Angiotensin II type 2 receptor-mediated inhibition of norepinephrine release in isolated rat hearts.

We investigated wheather endogenous and exogenous angiotensin II (Ang II) regulated norepinephrine (NE) release from cardiac sympathetic nerves via both Ang II type 2 receptors (AT(2)Rs) and Ang II type I receptors (AT(1)Rs). Using isolated rat hearts, sympathetic nerves were electrically stimulated. Ang II with PD-1233196 (AT(2)R antagonist) but not Ang II alone produced a significant increase in nerve stimulation-induced NE overflow, which was abolished by the addition of AT(1)R antagonist losartan. In contrast, NE overlfow was markedly decreased by losartan with or without Ang II. This decrease was abolished by the combination with PD-123319, nitric oxide (NO) synthase inhibitor N-G-nitro-L-arginine (NOARG), icatibant (bradykinin B-2 receptor antagonist), or PKSI-527 (kinino-genase inhibitor).
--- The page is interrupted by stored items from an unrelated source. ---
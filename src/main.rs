//! # slide2048
//!
//! This crate is a terminal rendition of the 2048 puzzle. Tiles sit on a four by four board; every
//! turn the player slides all of them toward one edge, equal neighbours merge into one tile of
//! twice the value, and a new two or four pops up in an empty cell. The aim is to build a 2048
//! tile, though play goes on until no move is left.
//!
//! Use the arrow keys (or `wasd`, or `hjkl`) to move and `q` to quit. Set `RUST_LOG=debug` and
//! redirect stderr to a file to follow every move in the log.

#![expect(
    unused_crate_dependencies,
    reason = "The dependencies are used in the library crate."
)]

use anyhow::Result;
use slide2048::init;

fn main() -> Result<()> {
    init()
}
CGP-42112A (AT(2)R agonist) suppressed nerve stimulation-induced NE overflow in the same way as the combination of Ang II NOARG, icatibant. or PKSI-527. There were significant increases in NOx (NO2/NO3) contents in coronary effluent under conditions where NE overlfow was suppressed. Ang II seems to function as an inhibitory modulator of cardiac noradrenergic neuro-transmission via AT(2)Rs and well-known, AT(1)R-mediated stimulatory actions. The inhibitory mechanism may involve local bradykinin production, its B-2 receptor activation, and NO as a downstream effector.